Not your purpose; but your speed.
Slowing down has never been my ideal way of moving through life. I’m used to getting things done quickly, checking boxes, and pushing forward. But grief doesn’t respond to urgency. It asks for space.
I’ve watched people lose their health because they ignored their need for rest. Anxiety took over. Stress became constant. And I knew I didn’t want that to be my story. So I made a different choice.
I allowed myself to slow down.
Not because something was wrong with me.
Not because I stopped caring.
But because grief was present; and pretending otherwise only made it heavier.

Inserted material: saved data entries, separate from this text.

//! Core behaviors behind the HTTP handlers.
//!
//! This includes:
//!   - Generating cards (text cleanup, request defaults, status line)
//!   - Starting quiz sessions and applying quiz actions
//!   - Building the quiz view returned to clients

use tracing::{debug, info, instrument};

use crate::domain::{Card, GenerationRequest, Mode};
use crate::error::{QuizError, ValidationError};
use crate::protocol::{GenerateIn, GenerateOut, QuizOut};
use crate::quiz::{Outcome, QuizSession};
use crate::state::AppState;
use crate::util::clean_study_text;

/// A user action on an existing quiz session.
#[derive(Clone, Copy, Debug, PartialEq, Eq)]
pub enum QuizAction {
  Show,
  Reveal,
  Mark(bool),
  Next,
}

#[instrument(level = "info", skip(state, body), fields(text_len = body.text.len(), count = ?body.count, use_llm = body.use_llm))]
pub async fn generate_cards(state: &AppState, body: GenerateIn) -> Result<GenerateOut, ValidationError> {
  let req = GenerationRequest {
    text: clean_study_text(&body.text),
    count: body.count.unwrap_or(state.config.default_count),
    style: body.style.unwrap_or_default(),
    difficulty: body.difficulty.unwrap_or_default(),
    use_llm: body.use_llm,
  };

  let result = state.generator.generate(&req).await?;
  let status = status_message(result.cards.len(), result.mode);
  info!(target: "flashcards", mode = %result.mode, cards = result.cards.len(), "Cards generated");
  Ok(GenerateOut { cards: result.cards, mode: result.mode, raw: result.raw, status })
}

/// One-line summary shown next to the generated cards.
pub fn status_message(count: usize, mode: Mode) -> String {
  let noun = if count == 1 { "flashcard" } else { "flashcards" };
  match mode {
    Mode::Fallback => format!(
      "Generated {count} {noun}. Mode: {mode}. Using offline fallback generation (LLM disabled or unavailable)."
    ),
    Mode::LlmPartial => format!(
      "Generated {count} {noun}. Mode: {mode}. The model returned fewer cards than requested."
    ),
    Mode::Llm => format!("Generated {count} {noun}. Mode: {mode}."),
  }
}

#[instrument(level = "info", skip_all, fields(cards = cards.len()))]
pub async fn start_quiz(state: &AppState, cards: Vec<Card>) -> Result<QuizOut, QuizError> {
  let session = QuizSession::new(cards)?;
  let id = state.insert_quiz(session.clone()).await;
  info!(target: "quiz", %id, cards = session.total(), "Quiz started");
  Ok(quiz_view(id, &session, String::new()))
}

#[instrument(level = "info", skip(state), fields(%id))]
pub async fn quiz_action(state: &AppState, id: &str, action: QuizAction) -> Result<QuizOut, QuizError> {
  let applied = state
    .update_quiz(id, |session| -> Result<QuizOut, QuizError> {
      let feedback = apply_action(session, action)?;
      Ok(quiz_view(id.to_string(), session, feedback))
    })
    .await;

  match applied {
    Some(res) => {
      if let Err(e) = &res {
        debug!(target: "quiz", %id, ?action, error = %e, "Quiz action rejected");
      }
      res
    }
    None => Err(QuizError::UnknownSession(id.to_string())),
  }
}

/// Apply one action and return the feedback line for it.
fn apply_action(session: &mut QuizSession, action: QuizAction) -> Result<String, QuizError> {
  match action {
    QuizAction::Show => Ok(String::new()),
    QuizAction::Reveal => session.reveal().map(|answer| format!("Answer: {answer}")),
    QuizAction::Mark(correct) => session.mark(correct).map(|outcome| match outcome {
      Outcome::Correct => "Marked correct. Continue with the next question.".to_string(),
      Outcome::Incorrect => "Marked incorrect. Continue with the next question.".to_string(),
    }),
    QuizAction::Next => session.next().map(|card| match card {
      Some(_) => String::new(),
      None => "Quiz is finished.".to_string(),
    }),
  }
}

/// Client view of a session. The answer is only included once revealed.
pub fn quiz_view(session_id: String, session: &QuizSession, feedback: String) -> QuizOut {
  let current = session.current();
  QuizOut {
    session_id,
    progress: session.progress(),
    index: session.index().min(session.total()),
    total: session.total(),
    question: current.map(|c| c.question().to_string()),
    answer: current.filter(|_| session.is_revealed()).map(|c| c.answer().to_string()),
    revealed: session.is_revealed(),
    marked: session.is_marked(),
    finished: session.is_finished(),
    score: session.score(),
    feedback,
    history: if session.is_finished() { session.history().to_vec() } else { Vec::new() },
  }
}

#[cfg(test)]
mod tests {
  use super::*;
  use crate::config::TutorConfig;
  use crate::domain::{CardType, Difficulty, Style};
  use crate::generator::Generator;

  const NOTES: &str = "Photosynthesis is the process by which plants convert light energy into chemical energy.   \r\n\
    The mitochondria are the powerhouse of the cell.\r\n\r\n\r\n\
    Human cells contain 46 chromosomes arranged in 23 pairs. Ribosomes build proteins by reading messenger RNA.";

  fn state() -> AppState {
    let config = TutorConfig::default();
    let generator = Generator::offline(config.prompts.clone(), config.limits.clone());
    AppState::with_generator(config, generator)
  }

  fn body(text: &str, count: Option<usize>) -> GenerateIn {
    GenerateIn { text: text.into(), count, style: Some(Style::Qa), difficulty: Some(Difficulty::Easy), use_llm: true }
  }

  fn cards(n: usize) -> Vec<Card> {
    (1..=n)
      .map(|i| Card::new(CardType::Qa, Difficulty::Easy, format!("Q{i}"), format!("A{i}")).unwrap())
      .collect()
  }

  #[tokio::test]
  async fn generates_offline_with_status() {
    let out = generate_cards(&state(), body(NOTES, Some(3))).await.unwrap();
    assert_eq!(out.mode, Mode::Fallback);
    assert_eq!(out.cards.len(), 3);
    assert!(out.cards.iter().all(|c| c.difficulty() == Difficulty::Easy));
    assert!(out.status.starts_with("Generated 3 flashcards. Mode: fallback."));
    assert_eq!(out.raw, "");
  }

  #[tokio::test]
  async fn blank_text_is_a_validation_error() {
    let err = generate_cards(&state(), body(" \r\n\t ", None)).await.unwrap_err();
    assert_eq!(err, ValidationError::EmptyText);
  }

  #[tokio::test]
  async fn default_count_comes_from_config() {
    // Default of 10 is in range; four sentences yield fewer cards, never padding.
    let out = generate_cards(&state(), body(NOTES, None)).await.unwrap();
    assert!(!out.cards.is_empty() && out.cards.len() <= 10);
  }

  #[test]
  fn status_lines() {
    assert_eq!(status_message(1, Mode::Llm), "Generated 1 flashcard. Mode: llm.");
    assert!(status_message(2, Mode::LlmPartial).contains("fewer cards than requested"));
  }

  #[tokio::test]
  async fn quiz_flow_through_state() {
    let state = state();
    let view = start_quiz(&state, cards(2)).await.unwrap();
    assert_eq!(view.progress, "Question 1 / 2");
    assert_eq!(view.question.as_deref(), Some("Q1"));
    assert_eq!(view.answer, None);

    let id = view.session_id;
    let view = quiz_action(&state, &id, QuizAction::Reveal).await.unwrap();
    assert_eq!(view.answer.as_deref(), Some("A1"));
    assert_eq!(view.feedback, "Answer: A1");

    quiz_action(&state, &id, QuizAction::Mark(true)).await.unwrap();
    assert_eq!(quiz_action(&state, &id, QuizAction::Mark(true)).await.unwrap_err(), QuizError::AlreadyMarked);

    let view = quiz_action(&state, &id, QuizAction::Next).await.unwrap();
    assert_eq!(view.question.as_deref(), Some("Q2"));
    assert_eq!(view.answer, None);

    let view = quiz_action(&state, &id, QuizAction::Next).await.unwrap();
    assert!(view.finished);
    assert_eq!(view.feedback, "Quiz is finished.");
    assert_eq!(view.progress, "Finished! 2 / 2");
    assert_eq!(view.score.correct, 1);
    assert_eq!(view.history.len(), 1);
  }

  #[tokio::test]
  async fn quiz_errors() {
    let state = state();
    assert_eq!(start_quiz(&state, Vec::new()).await.unwrap_err(), QuizError::NoCards);
    assert_eq!(
      quiz_action(&state, "nope", QuizAction::Show).await.unwrap_err(),
      QuizError::UnknownSession("nope".into())
    );
  }
}
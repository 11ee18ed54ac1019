//! Telemetry initialization (tracing/tracing-subscriber).
//!
//! Behavior:
//! - LOG_LEVEL controls the filter (e.g. "debug" or detailed directives like
//!   "info,flashcards=debug,flashcard_tutor=debug,tower_http=info").
//! - LOG_FORMAT selects "pretty" (default) or "json" structured logs.
//!
//! Targets used across the crate: `flashcard_tutor` (startup, config, clients),
//! `flashcards` (generation), `quiz` (quiz sessions).

use tracing_subscriber::EnvFilter;

pub const DEFAULT_FILTER: &str = "info,flashcards=debug,flashcard_tutor=debug,quiz=debug,tower_http=info";

pub fn init_tracing() {
    let filter = EnvFilter::try_from_env("LOG_LEVEL").unwrap_or_else(|_| EnvFilter::new(DEFAULT_FILTER));

    let builder = tracing_subscriber::fmt()
        .with_env_filter(filter)
        .with_target(true)
        .with_file(true)
        .with_line_number(true);

    // JSON and pretty builders are different types; init each branch directly.
    match std::env::var("LOG_FORMAT").as_deref() {
        Ok("json") => {
            builder.json().init();
        }
        _ => {
            builder.init();
        }
    }
}
//! Minimal OpenAI chat-completions client implementing `LlmTransport`.
//!
//! One plain-text completion per generation request. Calls are instrumented and log
//! the model name, latency and token usage (not contents).
//!
//! NOTE: We never log the API key.

use std::time::{Duration, Instant};

use reqwest::header::{AUTHORIZATION, CONTENT_TYPE, USER_AGENT};
use serde::{Deserialize, Serialize};
use tracing::{error, info, instrument};

use crate::error::TransportError;
use crate::transport::{ChatPrompt, LlmTransport};

pub const DEFAULT_BASE_URL: &str = "https://api.openai.com/v1";
pub const DEFAULT_MODEL: &str = "gpt-4o-mini";
pub const DEFAULT_TIMEOUT: Duration = Duration::from_secs(20);

const TEMPERATURE: f32 = 0.2;

#[derive(Clone)]
pub struct OpenAI {
  client: reqwest::Client,
  api_key: String,
  pub base_url: String,
  pub model: String,
  pub timeout: Duration,
}

impl std::fmt::Debug for OpenAI {
  fn fmt(&self, f: &mut std::fmt::Formatter<'_>) -> std::fmt::Result {
    f.debug_struct("OpenAI")
      .field("base_url", &self.base_url)
      .field("model", &self.model)
      .field("timeout", &self.timeout)
      .finish_non_exhaustive()
  }
}

impl OpenAI {
  pub fn new(
    api_key: impl Into<String>,
    base_url: impl Into<String>,
    model: impl Into<String>,
    timeout: Duration,
  ) -> Result<Self, TransportError> {
    let client = reqwest::Client::builder()
      .timeout(timeout)
      .build()
      .map_err(|e| TransportError::Failed(e.to_string()))?;
    let base_url: String = base_url.into();
    Ok(Self {
      client,
      api_key: api_key.into(),
      base_url: base_url.trim_end_matches('/').to_string(),
      model: model.into(),
      timeout,
    })
  }

  /// Construct the client if we find a non-blank OPENAI_API_KEY; otherwise None.
  pub fn from_env() -> Option<Self> {
    let api_key = std::env::var("OPENAI_API_KEY").ok().filter(|k| !k.trim().is_empty())?;
    let base_url = std::env::var("OPENAI_BASE_URL").unwrap_or_else(|_| DEFAULT_BASE_URL.into());
    let model = std::env::var("OPENAI_MODEL").unwrap_or_else(|_| DEFAULT_MODEL.into());
    let timeout = std::env::var("OPENAI_TIMEOUT_SECS")
      .ok()
      .and_then(|s| s.parse::<u64>().ok())
      .map(Duration::from_secs)
      .unwrap_or(DEFAULT_TIMEOUT);

    match Self::new(api_key, base_url, model, timeout) {
      Ok(client) => Some(client),
      Err(e) => {
        error!(target: "flashcard_tutor", error = %e, "Failed to build OpenAI client");
        None
      }
    }
  }

  fn map_reqwest_error(&self, e: reqwest::Error) -> TransportError {
    if e.is_timeout() {
      TransportError::Timeout(self.timeout)
    } else {
      TransportError::Failed(e.to_string())
    }
  }

  /// Plain-text chat completion.
  #[instrument(level = "info", skip_all, fields(model = %self.model, user_len = prompt.user.len()))]
  async fn chat_plain(&self, prompt: &ChatPrompt) -> Result<String, TransportError> {
    if self.api_key.trim().is_empty() {
      return Err(TransportError::Unavailable);
    }

    let url = format!("{}/chat/completions", self.base_url);
    let req = ChatCompletionRequest {
      model: self.model.clone(),
      messages: vec![
        ChatMessageReq { role: "system".into(), content: prompt.system.clone() },
        ChatMessageReq { role: "user".into(), content: prompt.user.clone() },
      ],
      temperature: TEMPERATURE,
      max_tokens: None,
    };

    let start = Instant::now();
    let res = self.client.post(&url)
      .header(USER_AGENT, "flashcard-tutor/0.1")
      .header(CONTENT_TYPE, "application/json")
      .header(AUTHORIZATION, format!("Bearer {}", self.api_key))
      .json(&req).send().await.map_err(|e| self.map_reqwest_error(e))?;

    if !res.status().is_success() {
      let status = res.status();
      let body = res.text().await.unwrap_or_default();
      let msg = extract_openai_error(&body).unwrap_or(body);
      return Err(TransportError::Failed(format!("OpenAI HTTP {}: {}", status, msg)));
    }

    let body: ChatCompletionResponse = res.json().await.map_err(|e| {
      if e.is_timeout() {
        TransportError::Timeout(self.timeout)
      } else {
        TransportError::Failed(format!("malformed response envelope: {e}"))
      }
    })?;
    if let Some(usage) = &body.usage {
      info!(prompt_tokens = ?usage.prompt_tokens, completion_tokens = ?usage.completion_tokens, total_tokens = ?usage.total_tokens, "OpenAI usage");
    }
    let text = body.choices.into_iter().next()
      .and_then(|c| c.message.content)
      .ok_or_else(|| TransportError::Failed("response has no message content".into()))?;

    info!(elapsed = ?start.elapsed(), reply_len = text.len(), "Model response received");
    Ok(text)
  }
}

impl LlmTransport for OpenAI {
  async fn complete(&self, prompt: &ChatPrompt) -> Result<String, TransportError> {
    self.chat_plain(prompt).await
  }
}

// --- Chat DTOs ---

#[derive(Serialize)]
struct ChatCompletionRequest {
  model: String,
  messages: Vec<ChatMessageReq>,
  temperature: f32,
  #[serde(skip_serializing_if = "Option::is_none")]
  max_tokens: Option<u32>,
}
#[derive(Serialize)]
struct ChatMessageReq { role: String, content: String }

#[derive(Deserialize)]
struct ChatCompletionResponse {
  choices: Vec<ChatChoice>,
  #[serde(default)] usage: Option<Usage>,
}
#[derive(Deserialize)]
struct ChatChoice { message: ChatMessageResp }
#[derive(Deserialize)]
struct ChatMessageResp { content: Option<String> }
#[derive(Deserialize)]
struct Usage {
  #[serde(default)] prompt_tokens: Option<u32>,
  #[serde(default)] completion_tokens: Option<u32>,
  #[serde(default)] total_tokens: Option<u32>,
}

/// Try to extract a clean error message from OpenAI error body.
fn extract_openai_error(body: &str) -> Option<String> {
  #[derive(Deserialize)]
  struct EWrap { error: EObj }
  #[derive(Deserialize)]
  struct EObj { message: String }
  serde_json::from_str::<EWrap>(body).ok().map(|w| w.error.message)
}

#[cfg(test)]
mod tests {
  use super::*;

  #[test]
  fn extracts_error_message() {
    let body = r#"{"error":{"message":"Incorrect API key provided","type":"invalid_request_error"}}"#;
    assert_eq!(extract_openai_error(body).as_deref(), Some("Incorrect API key provided"));
    assert_eq!(extract_openai_error("<html>bad gateway</html>"), None);
  }

  #[test]
  fn debug_output_hides_the_key() {
    let client = OpenAI::new("sk-secret", "http://localhost:1/v1/", "m", DEFAULT_TIMEOUT).unwrap();
    let shown = format!("{client:?}");
    assert!(!shown.contains("sk-secret"));
    assert_eq!(client.base_url, "http://localhost:1/v1");
  }

  #[tokio::test]
  async fn blank_key_is_unavailable() {
    let client = OpenAI::new("  ", "http://localhost:1/v1", "m", DEFAULT_TIMEOUT).unwrap();
    let prompt = ChatPrompt { system: "s".into(), user: "u".into() };
    assert_eq!(client.complete(&prompt).await, Err(TransportError::Unavailable));
  }
}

Slowness doesn’t mean laziness.
It doesn’t mean loss of faith.
It doesn’t mean giving up.
Sometimes slowness is the most faithful response we can offer our bodies and our hearts.
By accepting God’s grace to acknowledge my grief instead of fighting it, I’ve found relief. And slowly, joy has room to return.
Grief changes the pace; but it doesn’t cancel the journey.
Slowing down is not the end.
It’s often how healing begins.
© 2026 SRJSTAR Music, LLC. All rights reserved.
“The Quiet Cry Project” is a creative work under SRJSTAR Music, LLC.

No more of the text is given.